── RECORDS SHOWN
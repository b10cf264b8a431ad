use bytes::Bytes;

use crate::protocol::RequestHeader;

/// Represents an HTTP message that is either a header or a piece of payload.
///
/// The request decoder yields a `Header` once per request, followed by zero or more
/// `Payload(Chunk)` items and exactly one `Payload(Eof)`.
#[derive(Debug)]
pub enum Message<T> {
    /// Contains the header information of type `T`
    Header(T),
    /// Contains a chunk of payload data or EOF marker
    Payload(PayloadItem),
}

/// What [`RequestDecoder`](crate::codec::RequestDecoder) produces.
pub type RequestMessage = Message<(RequestHeader, PayloadSize)>;

/// Represents an item in the HTTP message payload stream.
#[derive(Debug, Clone, PartialEq, Eq)]
pub enum PayloadItem {
    /// A chunk of payload data
    Chunk(Bytes),
    /// Marks the end of the payload stream
    Eof,
}

/// Represents the size information of a request payload.
#[derive(Debug, Copy, Clone, PartialEq, Eq)]
pub enum PayloadSize {
    /// Payload with known length in bytes
    Length(u64),
    /// Empty payload (no body)
    Empty,
}

impl PayloadSize {
    #[inline]
    pub fn new_length(length: u64) -> Self {
        if length == 0 { PayloadSize::Empty } else { PayloadSize::Length(length) }
    }

    #[inline]
    pub fn new_empty() -> Self {
        PayloadSize::Empty
    }

    /// Returns true if the payload is empty
    #[inline]
    pub fn is_empty(&self) -> bool {
        matches!(self, PayloadSize::Empty)
    }

    /// The number of payload bytes announced by the request.
    #[inline]
    pub fn len(&self) -> u64 {
        match self {
            PayloadSize::Length(length) => *length,
            PayloadSize::Empty => 0,
        }
    }
}

impl<T> Message<T> {
    /// Returns true if this message contains payload data
    #[inline]
    pub fn is_payload(&self) -> bool {
        matches!(self, Message::Payload(_))
    }

    /// Returns true if this message contains header information
    #[inline]
    pub fn is_header(&self) -> bool {
        matches!(self, Message::Header(_))
    }
}

impl PayloadItem {
    /// Returns true if this item represents the end of the payload stream
    #[inline]
    pub fn is_eof(&self) -> bool {
        matches!(self, PayloadItem::Eof)
    }

    /// Returns true if this item contains chunk data
    #[inline]
    pub fn is_chunk(&self) -> bool {
        matches!(self, PayloadItem::Chunk(_))
    }

    /// Returns a reference to the contained bytes if this is a Chunk
    pub fn as_bytes(&self) -> Option<&Bytes> {
        match self {
            PayloadItem::Chunk(bytes) => Some(bytes),
            PayloadItem::Eof => None,
        }
    }
}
────
*REQUIRED ACTION*
Would you return every line of the data above exactly?

*WRITTEN SOLUTION*
repository b10cf264b8a431ad
use bytes::Bytes;

use crate::protocol::RequestHeader;

/// Represents an HTTP message that is either a header or a piece of payload.
///
/// The request decoder yields a `Header` once per request, followed by zero or more
/// `Payload(Chunk)` items and exactly one `Payload(Eof)`.
#[derive(Debug)]
pub enum Message<T> {
    /// Contains the header information of type `T`
    Header(T),
    /// Contains a chunk of payload data or EOF marker
    Payload(PayloadItem),
}

/// What [`RequestDecoder`](crate::codec::RequestDecoder) produces.
pub type RequestMessage = Message<(RequestHeader, PayloadSize)>;

/// Represents an item in the HTTP message payload stream.
#[derive(Debug, Clone, PartialEq, Eq)]
pub enum PayloadItem {
    /// A chunk of payload data
    Chunk(Bytes),
    /// Marks the end of the payload stream
    Eof,
}

/// Represents the size information of a request payload.
#[derive(Debug, Copy, Clone, PartialEq, Eq)]
pub enum PayloadSize {
    /// Payload with known length in bytes
    Length(u64),
    /// Empty payload (no body)
    Empty,
}

impl PayloadSize {
    #[inline]
    pub fn new_length(length: u64) -> Self {
        if length == 0 { PayloadSize::Empty } else { PayloadSize::Length(length) }
    }

    #[inline]
    pub fn new_empty() -> Self {
        PayloadSize::Empty
    }

    /// Returns true if the payload is empty
    #[inline]
    pub fn is_empty(&self) -> bool {
        matches!(self, PayloadSize::Empty)
    }

    /// The number of payload bytes announced by the request.
    #[inline]
    pub fn len(&self) -> u64 {
        match self {
            PayloadSize::Length(length) => *length,
            PayloadSize::Empty => 0,
        }
    }
}

impl<T> Message<T> {
    /// Returns true if this message contains payload data
    #[inline]
    pub fn is_payload(&self) -> bool {
        matches!(self, Message::Payload(_))
    }

    /// Returns true if this message contains header information
    #[inline]
    pub fn is_header(&self) -> bool {
        matches!(self, Message::Header(_))
    }
}

impl PayloadItem {
    /// Returns true if this item represents the end of the payload stream
    #[inline]
    pub fn is_eof(&self) -> bool {
        matches!(self, PayloadItem::Eof)
    }

    /// Returns true if this item contains chunk data
    #[inline]
    pub fn is_chunk(&self) -> bool {
        matches!(self, PayloadItem::Chunk(_))
    }

    /// Returns a reference to the contained bytes if this is a Chunk
    pub fn as_bytes(&self) -> Option<&Bytes> {
        match self {
            PayloadItem::Chunk(bytes) => Some(bytes),
            PayloadItem::Eof => None,
        }
    }
}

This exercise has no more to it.